Remembering Russert--or Rewriting History
6/19/08
http://www.fair.org/index.php?page=3462
NBC's Meet the Press anchor and Washington bureau chief Tim Russert died of a heart attack on June 13. The outpouring from media and political elites only underscored Russert's status as one of most important figures in mainstream journalism. But amidst all of the accolades, critical assessments about Russert's record were scarce.
It would be difficult to imagine anyone more admired by fellow journalists. "He was the preeminent political journalist in America," declared pundit Al Hunt (6/15/08). "He was an American character right from Mark Twain," offered NBC colleague Chris Matthews (6/15/08). "He had an authority and insight in covering politics that the rest of us could only aspire to," remarked Fox News Sunday host Chris Wallace (6/15/08).
Many of the tributes celebrated Russert's preparation for his Sunday morning interviews, the kind of performances that earned Russert his reputation as a particularly tough interviewer. "Tim Russert always did his homework," explained NBC's David Gregory. "He was always prepared for interviews." NBC producer Betsy Fischer agreed (6/15/08): "He would spend all week preparing for this show, reading everything."
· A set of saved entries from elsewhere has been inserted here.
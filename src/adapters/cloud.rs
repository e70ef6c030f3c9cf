//! Offline cloud adapter.
//!
//! Stands in for the device-twin transport when no cloud link exists
//! (bring-up, bench builds, host simulation).  While offline every send
//! fails with [`TransportError::NotConnected`], which the service treats
//! like any other dropped payload.  Inbound messages can be injected from
//! a console or test harness.

use heapless::Deque;
use log::{debug, info};
use serde_json::{Map, Value};

use crate::app::ports::{CloudPort, ContentProperties, Inbound, MessageProperty, MethodResponse};
use crate::error::TransportError;

/// Inbound messages buffered between polls.
const INBOUND_CAP: usize = 8;

pub struct OfflineCloud {
    online: bool,
    inbound: Deque<Inbound, INBOUND_CAP>,
}

impl Default for OfflineCloud {
    fn default() -> Self {
        Self::new()
    }
}

impl OfflineCloud {
    pub fn new() -> Self {
        Self {
            online: false,
            inbound: Deque::new(),
        }
    }

    /// Pretend the link is up: sends are logged and succeed.
    pub fn set_online(&mut self, online: bool) {
        self.online = online;
    }

    /// Queue a message for the next poll.  Returns `false` when full.
    pub fn inject(&mut self, message: Inbound) -> bool {
        self.inbound.push_back(message).is_ok()
    }

    fn ensure_online(&self) -> Result<(), TransportError> {
        if self.online {
            Ok(())
        } else {
            Err(TransportError::NotConnected)
        }
    }
}

impl CloudPort for OfflineCloud {
    fn is_connected(&self) -> bool {
        self.online
    }

    fn publish_telemetry(
        &mut self,
        payload: &str,
        properties: &[MessageProperty],
        content: &ContentProperties,
    ) -> Result<(), TransportError> {
        self.ensure_online()?;
        debug!(
            "CLOUD | telemetry {} ({} properties, {})",
            payload,
            properties.len(),
            content.content_type
        );
        Ok(())
    }

    fn report_properties(&mut self, properties: &Map<String, Value>) -> Result<(), TransportError> {
        self.ensure_online()?;
        debug!("CLOUD | reported {}", Value::Object(properties.clone()));
        Ok(())
    }

    fn poll_inbound(&mut self) -> Option<Inbound> {
        self.inbound.pop_front()
    }

    fn respond_method(&mut self, request_id: u32, response: &MethodResponse) {
        info!(
            "CLOUD | method #{request_id} -> {} {}",
            response.status, response.payload
        );
    }
}
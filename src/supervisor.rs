//! Liveness supervisor.
//!
//! The supervisor decides, every watchdog tick, whether the firmware may
//! assert liveness to the hardware watchdog.  It tracks two signals fed by
//! the sampling handler:
//!
//! - the **failure streak**: consecutive sensor reads that failed (a
//!   "not ready" answer is neither a failure nor a success);
//! - the **last good sample** time.
//!
//! ## Restart lifecycle
//!
//! 1. A watchdog tick finds the streak above `max_sensor_failures` or the
//!    newest good sample older than `max_sample_age_ms`.
//! 2. The supervisor latches a restart request with
//!    [`ExitCode::LivenessRestart`] instead of kicking.
//! 3. The service arms the `DelayedRestart` timer; when it fires, the
//!    event loop returns the latched exit code and the process restarts.
//!
//! If the event loop itself stalls, no kick arrives and the hardware
//! watchdog resets the chip after `watchdog_timeout_ms`.

use core::fmt;

use log::{error, info, warn};

use crate::config::SystemConfig;
use crate::error::SensorError;
use crate::scheduler::Millis;

/// Process exit codes.  Distinct per restart cause so the platform's
/// restart logs say why.
#[derive(Debug, Clone, Copy, PartialEq, Eq)]
#[repr(i32)]
pub enum ExitCode {
    Success = 0,
    RestartRequested = 1,
    LivenessRestart = 2,
    InitFailed = 3,
}

impl ExitCode {
    pub const fn code(self) -> i32 {
        self as i32
    }
}

impl fmt::Display for ExitCode {
    fn fmt(&self, f: &mut fmt::Formatter<'_>) -> fmt::Result {
        let name = match self {
            Self::Success => "Success",
            Self::RestartRequested => "RestartRequested",
            Self::LivenessRestart => "LivenessRestart",
            Self::InitFailed => "InitFailed",
        };
        write!(f, "{name} ({})", self.code())
    }
}

/// Result of one startup step.  Any failure is logged and becomes
/// [`ExitCode::InitFailed`].
pub fn init_step<T, E: fmt::Display>(what: &str, result: Result<T, E>) -> Result<T, ExitCode> {
    result.map_err(|e| {
        error!("{what} failed: {e}");
        ExitCode::InitFailed
    })
}

/// Why the supervisor refused to kick.
#[derive(Debug, Clone, Copy, PartialEq, Eq)]
pub enum LivenessFault {
    /// Too many consecutive failed reads.
    FailureStreak(u32),
    /// No good sample for this long (milliseconds).
    StaleSamples(Millis),
}

impl fmt::Display for LivenessFault {
    fn fmt(&self, f: &mut fmt::Formatter<'_>) -> fmt::Result {
        match self {
            Self::FailureStreak(n) => write!(f, "{n} consecutive sensor failures"),
            Self::StaleSamples(age) => write!(f, "no good sample for {age}ms"),
        }
    }
}

/// Outcome of one watchdog tick.
#[derive(Debug, Clone, Copy, PartialEq, Eq)]
pub enum LivenessVerdict {
    Kick,
    Restart(LivenessFault),
}

/// Liveness supervisor.
pub struct LivenessSupervisor {
    max_failures: u32,
    max_sample_age_ms: Millis,
    failure_streak: u32,
    /// Boot time until the first good sample.
    last_good_sample: Millis,
    pending_restart: Option<ExitCode>,
}

impl LivenessSupervisor {
    pub fn new(config: &SystemConfig, now: Millis) -> Self {
        Self {
            max_failures: config.max_sensor_failures,
            max_sample_age_ms: Millis::from(config.max_sample_age_ms),
            failure_streak: 0,
            last_good_sample: now,
            pending_restart: None,
        }
    }

    pub fn record_sample(&mut self, now: Millis) {
        if self.failure_streak > 0 {
            info!(
                "LIVENESS: sensor recovered after {} failures",
                self.failure_streak
            );
        }
        self.failure_streak = 0;
        self.last_good_sample = now;
    }

    pub fn record_sensor_error(&mut self, err: SensorError) {
        if err.is_failure() {
            self.failure_streak = self.failure_streak.saturating_add(1);
        }
    }

    pub fn failure_streak(&self) -> u32 {
        self.failure_streak
    }

    /// Evaluate liveness.  Does not latch anything by itself.
    pub fn check(&self, now: Millis) -> LivenessVerdict {
        if self.failure_streak > self.max_failures {
            return LivenessVerdict::Restart(LivenessFault::FailureStreak(self.failure_streak));
        }
        let age = now.saturating_sub(self.last_good_sample);
        if age > self.max_sample_age_ms {
            return LivenessVerdict::Restart(LivenessFault::StaleSamples(age));
        }
        LivenessVerdict::Kick
    }

    /// Latch a restart.  The first request wins; returns `false` if one
    /// was already pending.
    pub fn request_restart(&mut self, code: ExitCode) -> bool {
        if let Some(existing) = self.pending_restart {
            warn!("LIVENESS: restart already pending ({existing}), ignoring {code}");
            return false;
        }
        match code {
            ExitCode::LivenessRestart => error!("LIVENESS: scheduling restart, {code}"),
            _ => info!("LIVENESS: scheduling restart, {code}"),
        }
        self.pending_restart = Some(code);
        true
    }

    pub fn pending_restart(&self) -> Option<ExitCode> {
        self.pending_restart
    }
}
Aside from the fact that this is somewhat unusual praise--shouldn't all journalists prepare for interviews?--Russert's supposedly aggressively posture was at times put to rather dubious ends. When Barack Obama appeared on Meet the Press (1/22/06), Russert grilled him about comments made by left-wing actor and entertainer Harry Belafonte: "I refer you to some comments that Harry Belafonte made yesterday. He said that Homeland Security had become the new Gestapo. What do you think of that?"
Russert followed up on the issue, despite the fact that the only apparent connection between the two men was the fact they were both black. When Russert moderated a debate between Obama and Hillary Clinton (2/26/08), he asked Obama about Nation of Islam leader Louis Farrakhan, despite the fact that the two had no discernable ties. Years earlier, Russert quizzed civil rights activist Al Sharpton about Farrakhan's views, telling him (8/25/00), "A leader in black America has said that Saddam Hussein is no more terrible than the president of the United States."
And Russert's tenacious interviewing style would alternate with a much more deferential one--depending on who was being interviewed. Surprisingly, some of Russert's journalistic colleagues praised him for being tough on the Bush administration over the Iraq War. CBS Evening News correspondent Anthony Mason said (6/13/08), "In 2003, as the United States prepared to go to war in Iraq, Russert pressed Vice President Dick Cheney about White House assumptions."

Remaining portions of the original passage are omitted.